Cam less IC engine designs have had most of the benefit taken up by variable valve timing and also cylinder deactivation.

Nice try but its no panacea, unfortunately.

Conversion to electric propulsion for the most part through PHEV technology, is the future for allowing all the world to have the lifestyle of the developed West. And that is what the undeveloped world is determined to get.

Only supercilious and ineffectual liberals will proclaim the need for the the "proletartiat masses" to walk, or ride 1800 mass transit technology, and get off the roads so their "betters" can have empty lanes for their speeding limos.

Just like "egalitarian" communist Russia had as a standard policy for the Party bosses.

Its also the only method that will cause the "global warming" phoney scares to be averted. A case where scaring the populace as a way to political power backfires on the anti-technology coacal cavites.

What sort of money would you put on the claim that global warming is phoney, Stan?  Do you have the courage of your convictions?

Well it's not exactly "new" technology, considering Formula 1 ditched camshafts years ago, albeit using pneumatic activation instead of electro magnetic. The real news here is the $400 cost. That's a LOT of money for a manufacturer to sink into an engine believe it or not, but it's cheap enough that it will get adoption at least in the high end cars first and hopefully continue to get cheaper over time.

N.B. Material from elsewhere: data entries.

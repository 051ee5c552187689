//! Mission document integration tests.
//!
//! Writes missions to disk and reads them back through the public API.

use mission_core::{
    generate_survey, load, save, Action, LatLon, Maneuver, Mission, MissionError, MissionStep,
    MissionTrack, Position, SpiralDirection, SurveyParams, SurveyPattern, Tolerance,
    Wgs84Geodesic,
};
use std::path::PathBuf;

fn temp_path(name: &str) -> PathBuf {
    std::env::temp_dir().join(format!("mission-core-{}-{}.xml", std::process::id(), name))
}

fn survey_area() -> [LatLon; 3] {
    [
        LatLon::new(41.777_2, 3.033_1),
        LatLon::new(41.778_9, 3.033_1),
        LatLon::new(41.778_9, 3.035_4),
    ]
}

fn hand_built_mission() -> Mission {
    let tolerance = Tolerance::new(2.0, 2.0, 1.0);
    let start = Position::new(41.777_24, 3.030_11, 2.5, false);
    let mid = Position::new(41.777_81, 3.031_02, 2.5, false);
    let hold = Position::new(41.778_02, 3.031_97, 7.25, true);

    let steps = vec![
        MissionStep::new(Maneuver::waypoint(start, 0.5, tolerance)).with_action(
            Action::new("/sensors/camera/enable_trigger")
                .with_parameter("10")
                .with_parameter("true"),
        ),
        MissionStep::new(Maneuver::section(start, mid, 0.8, tolerance)),
        MissionStep::new(Maneuver::park(hold, 0.3, 120.0, tolerance))
            .with_action(Action::new("/sensors/camera/disable_trigger")),
    ];
    Mission::from_steps(steps).unwrap()
}

/// Test that a hand-built mission with actions and a park step survives a file round trip.
#[test]
fn test_hand_built_mission_round_trip() {
    let path = temp_path("hand-built");
    let mission = hand_built_mission();

    save(&mission, &path).unwrap();
    let loaded = load(&path).unwrap();
    let _ = std::fs::remove_file(&path);

    assert_eq!(loaded, mission);
    assert_eq!(loaded.step(0).unwrap().actions[0].parameters, vec!["10", "true"]);
}

/// Test that generated survey missions survive a file round trip.
#[test]
fn test_generated_missions_round_trip() {
    let geo = Wgs84Geodesic;
    let params = SurveyParams {
        z: 3.0,
        altitude_mode: true,
        speed: 1.0,
        tolerance: Tolerance::new(3.0, 3.0, 1.5),
    };
    let patterns = [
        SurveyPattern::Lawnmower {
            num_across_tracks: 0,
        },
        SurveyPattern::Lawnmower {
            num_across_tracks: 3,
        },
        SurveyPattern::Spiral {
            direction: SpiralDirection::Inward,
        },
        SurveyPattern::Spiral {
            direction: SpiralDirection::Outward,
        },
    ];

    for (i, pattern) in patterns.into_iter().enumerate() {
        let mission = generate_survey(&geo, survey_area(), 30.0, pattern, &params).unwrap();
        let path = temp_path(&format!("survey-{i}"));

        save(&mission, &path).unwrap();
        let loaded = load(&path).unwrap();
        let _ = std::fs::remove_file(&path);

        assert_eq!(loaded, mission, "pattern {pattern:?}");
        loaded.check_section_links().unwrap();
    }
}

/// Test that a track remembers where it was saved and reopens with the same steps.
#[test]
fn test_track_save_and_reopen() {
    let path = temp_path("track");
    let mut track = MissionTrack::with_mission(hand_built_mission());
    track.add_step(3, LatLon::new(41.778_5, 3.032_4)).unwrap();
    assert!(track.is_modified());
    assert!(!track.is_saved());

    track.save(&path).unwrap();
    assert!(!track.is_modified());
    assert!(track.is_saved());
    assert_eq!(track.file_path(), Some(path.as_path()));

    let reopened = MissionTrack::load(&path).unwrap();
    let _ = std::fs::remove_file(&path);

    assert_eq!(reopened.mission(), track.mission());
    assert_eq!(reopened.name(), path.file_stem().and_then(|stem| stem.to_str()));
    assert!(!reopened.is_modified());
}

/// Test that a truncated document is rejected as a whole.
#[test]
fn test_truncated_document_is_rejected() {
    let path = temp_path("truncated");
    save(&hand_built_mission(), &path).unwrap();
    let text = std::fs::read_to_string(&path).unwrap();
    let cut = text.find("<speed>").unwrap();
    std::fs::write(&path, &text[..cut]).unwrap();

    let result = load(&path);
    let _ = std::fs::remove_file(&path);
    assert!(result.is_err());
}

/// Test that a missing file surfaces as an IO error.
#[test]
fn test_missing_file_is_io_error() {
    let result = load(temp_path("does-not-exist"));
    assert!(matches!(result, Err(MissionError::Io(_))));
}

As for the mention of BMW, that's still a conventional engine, conventional valvetrain, and in fact a conventional fixed camshaft. All BMW did was float the camshaft locator so it can move the camshaft up and down relative to the cylinder head instead of bolting it hard to the cylinder head like every other engine.

Lastly, on the topic of people spending $750 for a timing belt and water pump change on a $1000 car, don't laugh but I've known plenty of people who would buy a car for $500 then end up putting $2000 into it in maintenance over the following year. It happens!

Sid:

There are a lot of cars of 10-15 years origin which really worth spending of 2-3 grands to fix. But they cost more then 500$, check for example venerable Honda CRX, Acura Integra, or VW Corrado.

I love all the skeptics around here. Why would this claim be so unreal with the following being a fact?

2005 BMW 330i w/ continuously variable timing = 18/25

2006 BMW 330i w/ continuously variable timing & variable lift on INTAKE VALVES ONLY = 21/29

Both had automatics and no type of cylinder deactivation. Granted, the '06 had a 6-speed auto (vs. 5), but it was also 100lbs heavier.

BMW's Valvetronic is admittedly not as responsive as the camless setup, and was only applied to the intake valves. According to my calculations, the combined fuel economy was improved by OVER 20% in this situation.